A chamada para o embarque começa e as prioridades se posicionam, entre eles os usuários de cadeiras de rodas. Naquele voo estávamos em três, eu com cadeira própria e os outros com cadeiras da companhia aérea. Somos os primeiros a embarcar e temos a consciência de que seremos os últimos a desembarcar. Tem a lógica do bom senso. Precisamos de auxílio no momento do embarque, assim como no desembarque e quase sempre ocupamos as primeiras fileiras de assentos. Depois que as prioridades estão acomodadas, começa o embarque dos demais passageiros. O voo parte e chegamos ao destino. É nessa hora que os milagres na aviação, normalmente, acontecem. As pessoas começam a desembarcar e eu fico esperando para ser um dos últimos, assim como deveria acontecer com os outros dois cadeirantes. A comissária avisa que a minha cadeira está à espera. O movimento vai finalizando e nos damos conta que resta somente estou eu de passageiro na aeronave. Olho para a comissária e indago:
– Embarcamos em três cadeirantes, não foi? Cadê os outros dois?
Ela dá um sorriso irônico e responde:
– São os milagres da aviação. Parece que Jesus passou por aqui e disse: “Levanta-te e anda!”. Eles entram em cadeira de rodas e saem caminhando.
Fiquei boquiaberto. A comissária comentou que isso é diário. Disse ela que praticamente em todos os voos eles recebem passageiros em cadeira de rodas que embarcam como prioridade, porém se esquecem da cadeira para poderem desembarcar rapidamente, aproveitando-se que estão nas primeiras fileiras de assentos da aeronave. Eles não são usuários permanentes de cadeira de rodas. Muitos deles têm uma dificuldade temporária causada por um acidente ou pela idade e pedem uma cadeira para a companhia para o embarque. Entretanto, a realidade da limitação se revela no desembarque. A indignação da comissária era sincera, assim como a minha. Logicamente que muitas pessoas usam uma cadeira de rodas como apoio para se deslocar em distâncias maiores, entretanto, percebe-se que outras tantas pessoas apenas se aproveitam de uma condição pensada para resolver o problema daqueles que realmente necessitam.

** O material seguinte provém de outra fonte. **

#[derive(Subcommand)]
enum InventoryCommands {
    /// Add stock
    Add {
        /// Food (taxonomy id or name)
        food: String,
        /// Quantity (e.g. "6", "500g", "2 l")
        quantity: String,
        /// Unit, when not part of the quantity (default: pcs)
        #[arg(long)]
        unit: Option<String>,
        /// Storage location: pantry, fridge, freezer, other
        #[arg(short, long, default_value = "pantry")]
        location: String,
        /// Expiration date (YYYY-MM-DD, today/tomorrow, or +N days)
        #[arg(short, long)]
        expires: Option<String>,
        /// Output as JSON
        #[arg(long)]
        json: bool,
    },
    /// List stock, soonest expiring first
    List {
        /// Output as JSON
        #[arg(long)]
        json: bool,
    },
    /// List stock expiring within N days
    Expiring {
        /// Number of days to look ahead
        #[arg(short, long, default_value = "3")]
        days: i64,
        /// Output as JSON
        #[arg(long)]
        json: bool,
    },
    /// Set the quantity of a stock record
    Set {
        /// Inventory record ID
        id: i64,
        /// New quantity
        quantity: String,
        /// Output as JSON
        #[arg(long)]
        json: bool,
    },
    /// Remove a stock record
    Remove {
        /// Inventory record ID
        id: i64,
        /// Output as JSON
        #[arg(long)]
        json: bool,
    },
}

#[derive(Subcommand)]
enum SubCommands {
    /// Allow one food to stand in for another
    Add {
        /// Food the recipe asks for
        required: String,
        /// Food that can replace it
        substitute: String,
        /// Match quality: exact, close, generic
        #[arg(short, long, default_value = "close")]
        r#match: String,
        /// Output as JSON
        #[arg(long)]
        json: bool,
    },
    /// List substitutions
    List {
        /// Only substitutions for this food
        required: Option<String>,
        /// Output as JSON
        #[arg(long)]
        json: bool,
    },
    /// Remove a substitution
    Remove {
        /// Food the recipe asks for
        required: String,
        /// Food that replaced it
        substitute: String,
        /// Output as JSON
        #[arg(long)]
        json: bool,
    },
}

#[derive(Subcommand)]
enum RecipeCommands {
    /// Create a new recipe
    Create {
        /// Recipe title
        title: String,
        /// Cuisine (e.g. Italian)
        #[arg(long)]
        cuisine: Option<String>,
        /// Difficulty (e.g. easy)
        #[arg(long)]
        difficulty: Option<String>,
        /// Preparation time in minutes
        #[arg(long)]
        prep: Option<i64>,
        /// Cooking time in minutes
        #[arg(long)]
        cook: Option<i64>,
        /// Number of servings this recipe makes
        #[arg(short, long, default_value = "1")]
        servings: f64,
        /// Keep the recipe out of search results
        #[arg(long)]
        private: bool,
        /// Output as JSON
        #[arg(long)]
        json: bool,
    },
    /// Add an ingredient line to a recipe
    AddIngredient {
        /// Recipe id or title
        recipe: String,
        /// Ingredient (taxonomy id or name; free text with --unlinked)
        ingredient: String,
        /// Quantity (e.g. "200g", "2", "1 cup")
        quantity: Option<String>,
        /// Keep the line as free text, not linked to the taxonomy
        #[arg(long)]
        unlinked: bool,
        /// The ingredient is optional
        #[arg(long)]
        optional: bool,
        /// Output as JSON
        #[arg(long)]
        json: bool,
    },
    /// Remove an ingredient line from a recipe
    RemoveIngredient {
        /// Recipe id or title
        recipe: String,
        /// Ingredient line name to remove
        ingredient: String,
        /// Output as JSON
        #[arg(long)]
        json: bool,
    },
    /// Show recipe details
    Show {
        /// Recipe id or title
        recipe: String,
        /// Explain how the pantry covers each ingredient
        #[arg(long)]
        coverage: bool,
        /// Output as JSON
        #[arg(long)]
        json: bool,
    },
    /// List recipes
    List {
        /// Include private recipes
        #[arg(long)]
        all: bool,
        /// Output as JSON
        #[arg(long)]
        json: bool,
    },
    /// Make a recipe visible to search
    Publish {
        /// Recipe id or title
        recipe: String,
        /// Make it private instead
        #[arg(long)]
        private: bool,
        /// Output as JSON
        #[arg(long)]
        json: bool,
    },
    /// Delete a recipe
    Delete {
        /// Recipe id or title
        recipe: String,
        /// Output as JSON
        #[arg(long)]
        json: bool,
    },
    /// Import a recipe from a Cooklang (.cook) file
    Import {
        /// Path to the .cook file
        file: std::path::PathBuf,
        /// Title override (defaults to metadata title or filename)
        #[arg(long)]
        title: Option<String>,
        /// Servings override (defaults to metadata servings)
        #[arg(long)]
        servings: Option<f64>,
        /// Output as JSON
        #[arg(long)]
        json: bool,
    },
}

O que isso nos mostra? Um pouco daquilo que permeia a mentalidade de muitas pessoas: ser esperto e tirar vantagem. Qual é o custo da esperteza? Todos pagam. A comissária me dizia que a empresa é obrigada a disponibilizar uma pessoa para cada passageiro que solicita o acesso ao atendimento prioritário, gerando um custo adicional que é rateado entre todos os passageiros. O passageiro prioritário paga a sua passagem normalmente, porém ele gera um custo maior para a companhia. Desse modo, quantos mais passageiros solicitarem tal atendimento maiores os custos que comporão o pacote de despesas de um voo e da companhia como um todo. Portanto, exigir um serviço para poder embarcar primeiro simplesmente para obter a vantagem de desembarcar antes dos demais é um crime contra a economia popular.
São mais de trinta anos que uso a cadeira de rodas e ficaria muito feliz com a possibilidade de voltar a andar. Ainda espero um milagre. Por isso, considero um crime que determinadas pessoas usem essa condição para levar vantagem, colocando em risco conquistas de acessibilidade de toda a sociedade. Qual é o milagre na esperteza? Não há.
A esperteza é torpe e fomenta as desigualdades, porque alguns espertos geram custos para todos os cidadãos.
O que fazer nas organizações? Criar controles para se precaver dos espertos? São custos. Não tenho as respostas, mas acredito que…
…o verdadeiro milagre deveria ser a capacidade de viver em harmonia, independentemente da condição física ou social numa convergência de valores como integridade, honestidade, justiça e lealdade.
Só assim para sermos humanos, porque senão os espertos além de andar poderiam aprender a voar!